Jet.com has launched to great fanfare, promising—and largely delivering—the lowest prices on the web.
But Amazon, its major rival in the space, is no longer competing on price, experts say.
And Jet may also lose on another important metric — assortment, says Forbes.
Jet’s essential price promise — that it provides the lowest on the web and that filling your cart lowers that further — may suffer from two essential flaws.
One, that consumers may not be so price sensitive as Jet may think. And two, that Jet may not have neither the assortment nor the necessary details about products that consumers require to hit the buy button.
Jet’s apparent model retailer — Costco — has the built-in advantage of being a brick-and-mortar retailer — people come to buy, can see and touch the merchandise, and collect other things along the way, things they can also touch and feel.

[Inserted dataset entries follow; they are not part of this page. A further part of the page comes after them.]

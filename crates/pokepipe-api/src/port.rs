//! Port trait implementation for `PokeApiClient`.
//!
//! This module implements the core-owned `PokemonSourcePort` trait,
//! converting internal errors to `SourceError` at the boundary.

use async_trait::async_trait;
use pokepipe_core::{ListingItem, PokemonSourcePort, RawDetailPayload, SourceError, SourceResult};

use crate::client::PokeApiClient;
use crate::error::ApiError;
use crate::http::HttpBackend;

// ============================================================================
// Error Mapping
// ============================================================================

/// Convert internal `ApiError` to core `SourceError`.
pub(crate) fn map_error(err: ApiError) -> SourceError {
    match err {
        ApiError::Status { status, url } => SourceError::Status { status, url },
        ApiError::InvalidResponse { message } => SourceError::InvalidResponse { message },
        ApiError::Http(e) if e.is_decode() => SourceError::InvalidResponse {
            message: e.to_string(),
        },
        ApiError::Http(e) if e.is_builder() => SourceError::Configuration {
            message: e.to_string(),
        },
        ApiError::Http(e) => SourceError::Network {
            message: e.to_string(),
        },
        ApiError::InvalidUrl(e) => SourceError::Configuration {
            message: e.to_string(),
        },
        ApiError::Json(e) => SourceError::InvalidResponse {
            message: e.to_string(),
        },
        ApiError::LimiterClosed(e) => SourceError::Network {
            message: e.to_string(),
        },
    }
}

// ============================================================================
// Port Implementation
// ============================================================================

#[async_trait]
impl<B: HttpBackend> PokemonSourcePort for PokeApiClient<B> {
    async fn fetch_listing(&self, limit: u32, offset: u32) -> SourceResult<Vec<ListingItem>> {
        self.fetch_listing_page(limit, offset)
            .await
            .map_err(map_error)
    }

    async fn fetch_details(&self, targets: &[String]) -> SourceResult<Vec<RawDetailPayload>> {
        self.fetch_detail_payloads(targets).await.map_err(map_error)
    }
}
//! Source port: where listings and detail payloads come from.

use async_trait::async_trait;
use thiserror::Error;

use crate::domain::{ListingItem, RawDetailPayload};

/// Errors from the remote source, after retries are exhausted.
#[derive(Debug, Error)]
pub enum SourceError {
    /// Connection failure or timeout.
    #[error("Network error: {message}")]
    Network { message: String },

    /// The server answered with a non-success status.
    #[error("HTTP {status} from {url}")]
    Status { status: u16, url: String },

    /// The response body was not the expected JSON.
    #[error("Invalid response: {message}")]
    InvalidResponse { message: String },

    /// The client itself is misconfigured (bad base URL, TLS setup).
    #[error("Source configuration error: {message}")]
    Configuration { message: String },
}

/// Result alias for source operations.
pub type SourceResult<T> = Result<T, SourceError>;

/// Remote source of pokemon data.
#[async_trait]
pub trait PokemonSourcePort: Send + Sync {
    /// Fetch one listing page.
    async fn fetch_listing(&self, limit: u32, offset: u32) -> SourceResult<Vec<ListingItem>>;

    /// Fetch detail payloads for `targets`.
    ///
    /// The result is index-aligned with `targets`. Any failed fetch fails the
    /// whole call; no partial results are returned.
    async fn fetch_details(&self, targets: &[String]) -> SourceResult<Vec<RawDetailPayload>>;
}
//! Store port: the write side of persistence.

use async_trait::async_trait;

use super::RepositoryError;
use crate::domain::CanonicalRecord;

/// Persistent store for canonical records.
#[async_trait]
pub trait PokemonStorePort: Send + Sync {
    /// Create all tables if they do not exist yet. Safe to call repeatedly.
    async fn ensure_schema(&self) -> Result<(), RepositoryError>;

    /// Drop all tables and their data.
    async fn wipe(&self) -> Result<(), RepositoryError>;

    /// Upsert reference entities and every record of `batch` in one transaction.
    ///
    /// Returns the number of records in the batch. On failure nothing from the
    /// batch is persisted.
    async fn load_batch(&self, batch: &[CanonicalRecord]) -> Result<usize, RepositoryError>;
}
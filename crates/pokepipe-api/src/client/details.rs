//! Bounded concurrent detail fetch.

use futures_util::future::try_join_all;
use pokepipe_core::RawDetailPayload;
use tokio::sync::Semaphore;
use tracing::debug;

use super::PokeApiClient;
use crate::error::{ApiError, ApiResult};
use crate::http::HttpBackend;
use crate::url::build_detail_url;

impl<B: HttpBackend> PokeApiClient<B> {
    /// Fetch every target's detail payload.
    ///
    /// At most `max_concurrency` requests are in flight at once. Results are
    /// index-aligned with `targets`. The first failure cancels the remaining
    /// fetches and is returned; there are no partial results.
    pub(crate) async fn fetch_detail_payloads(
        &self,
        targets: &[String],
    ) -> ApiResult<Vec<RawDetailPayload>> {
        let urls = targets
            .iter()
            .map(|target| build_detail_url(&self.config, target))
            .collect::<ApiResult<Vec<_>>>()?;

        debug!(
            targets = urls.len(),
            max_concurrency = self.config.max_concurrency,
            "Fetching details"
        );

        let limiter = Semaphore::new(self.config.max_concurrency);
        let fetches = urls.iter().map(|url| {
            let limiter = &limiter;
            async move {
                let _permit = limiter.acquire().await?;
                let json: serde_json::Value = self.backend.get_json(url).await?;
                debug!(url = %url, "Fetched detail");
                Ok::<_, ApiError>(RawDetailPayload::new(json))
            }
        });

        try_join_all(fetches).await
    }
}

“Jet will no doubt be able to bring in bargain hunters, but with the Internet becoming less and less price sensitive, it's hard to predict how much of a draw just having the cheapest prices will be,” Shmuli Goldberg, director of marketing at price strategy firm Feedvisor.com, has told Retail Dive. “Amazon's answer to this will be to play to its strengths. Instead of lowering prices to compete with Jet, it will continue to add value to its subscription-based Prime program, as we saw with Amazon Prime Day, to encourage customers to pay that little bit more for a superb customer experience and overall excellent service.”
It could be that Jet isn’t playing on the right field, or that it doesn’t have the right equipment to play, or both. One thing that Jet does still have, at least for a while, is time to find out.